Mientras los éxitos en dos ruedas no cesaban, muchos le sugerían que probase suerte en las cuatro ruedas. Su primer intento llegó con el Aston Martin DR1 en Goodwood, y aunque quisieron ficharle, se negó a bajarse de sus MV Agusta. Solo después de la temporada de 1960, en la que se llevó su tercer campeonato de 350 cc y cuarto campeonato de 500 cc, decidió buscar más emoción en las carreras de cuatro ruedas, para Ken Tyrrell en Fórmula Junior y con Colin Chapman en Fórmula 1 para su equipo Lotus.

Definitivamente, John Surtees tenía un talento natural. Solo en 1960, consiguió un total de nueve victorias para MV Agusta en siete torneos del Campeonato Mundial, mientras que terminó segundo en la carrera de Fórmula Junior, además de ocupar el segundo lugar en la Fórmula F2 y también el segundo escalón de su segundo Gran Premio de Fórmula 1.

Esto no pasó desapercibido para Enzo Ferrari, cuya Scuderia no pasaba por su mejor momento. Llevaba sin ganar el campeonato durante casi tres años, cuando llegó John Surtees. Como no podía ser de otra forma, la primera victoria de Big John se produjo en el Gran Premio de Alemania de 1963, siendo esta la primera victoria de Ferrari desde 1961.

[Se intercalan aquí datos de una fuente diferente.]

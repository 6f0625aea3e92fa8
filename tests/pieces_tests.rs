//! Piece shape tests - canonical matrices and rotation

use blockfall::core::Shape;
use blockfall::types::PieceKind;

fn filled(shape: &Shape) -> Vec<(i8, i8)> {
    shape.cells().collect()
}

#[test]
fn canonical_matrices_match_definitions() {
    assert_eq!(
        filled(&Shape::canonical(PieceKind::O)),
        vec![(0, 0), (0, 1), (1, 0), (1, 1)]
    );
    assert_eq!(
        filled(&Shape::canonical(PieceKind::L)),
        vec![(0, 2), (1, 0), (1, 1), (1, 2)]
    );
    assert_eq!(
        filled(&Shape::canonical(PieceKind::J)),
        vec![(0, 1), (0, 2), (1, 1), (2, 1)]
    );
    assert_eq!(
        filled(&Shape::canonical(PieceKind::S)),
        vec![(0, 1), (0, 2), (1, 0), (1, 1)]
    );
    assert_eq!(
        filled(&Shape::canonical(PieceKind::Z)),
        vec![(0, 0), (0, 1), (1, 1), (1, 2)]
    );
    assert_eq!(
        filled(&Shape::canonical(PieceKind::T)),
        vec![(0, 0), (0, 1), (0, 2), (1, 1)]
    );
    assert_eq!(
        filled(&Shape::canonical(PieceKind::I)),
        vec![(1, 0), (1, 1), (1, 2), (1, 3)]
    );
}

#[test]
fn two_rotations_then_two_more_restore_shape() {
    for kind in PieceKind::ALL {
        let canonical = Shape::canonical(kind);

        let half = canonical.rotated_cw().rotated_cw();
        let full = half.rotated_cw().rotated_cw();

        assert_eq!(full, canonical, "360 degrees must be identity for {:?}", kind);
    }
}

#[test]
fn rotation_preserves_cell_count_and_bounds() {
    for kind in PieceKind::ALL {
        let mut shape = Shape::canonical(kind);
        let n = shape.size() as i8;
        for _ in 0..4 {
            shape = shape.rotated_cw();
            assert_eq!(shape.size() as i8, n);
            assert_eq!(shape.cells().count(), 4);
            for (r, c) in shape.cells() {
                assert!(r >= 0 && r < n && c >= 0 && c < n);
            }
        }
    }
}

#[test]
fn rotation_returns_a_copy() {
    // Rotating one shape never mutates the source it was derived from.
    let canonical = Shape::canonical(PieceKind::L);
    let rotated = canonical.rotated_cw();
    assert_ne!(rotated, canonical);
    assert_eq!(Shape::canonical(PieceKind::L), canonical);
}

Con la ayuda de John en el desarrollo de los coches, la Scuderia Ferrari lentamente volvió al ruedo y Surtees finalmente levantó su trofeo del Campeonato del Mundo de Fórmula 1. Así se convertiría en el único hombre en poseer el cetro absoluto sobre dos y cuatro ruedas.

German GP, Nurburgring, 4 Aug 1963
Winner John Surtees Ferrari 156

Ya en 1970, decidió formar su propio equipo, Surtees Racing Organization, primero con McLaren M7C de la temporada anterior modificados, y, a mitad de año ya, con su primer modelo propio, el Surtees TS/7. Compitió con su propia marca hasta su retiro en 1972, pero continuó dirigiendo su equipo durante las 119 carreras que disputó hasta abandonar la Fórmula 1 en 1978. La aventura de su equipo se terminaba ahí, tanto por dificultades presupuestarias como por una nueva intervención de John Surtees, que aún sufría secuelas del más grave de sus accidentes, acaecido en 1965. Pero también de esto sacó algo positivo: acabó casándose con una de sus enfermeras, con quien tuvo tres hijos y vive hasta hoy en la zona rural de Kent, Inglaterra.

Hoy, a sus casi 83 años, aún no ha disputado su última carrera. Siempre ha permanecido vinculado a la competición y, aunque su palmarés aún no se ha podido igualar, su espíritu deportivo y su genialidad son sencillamente irrepetibles.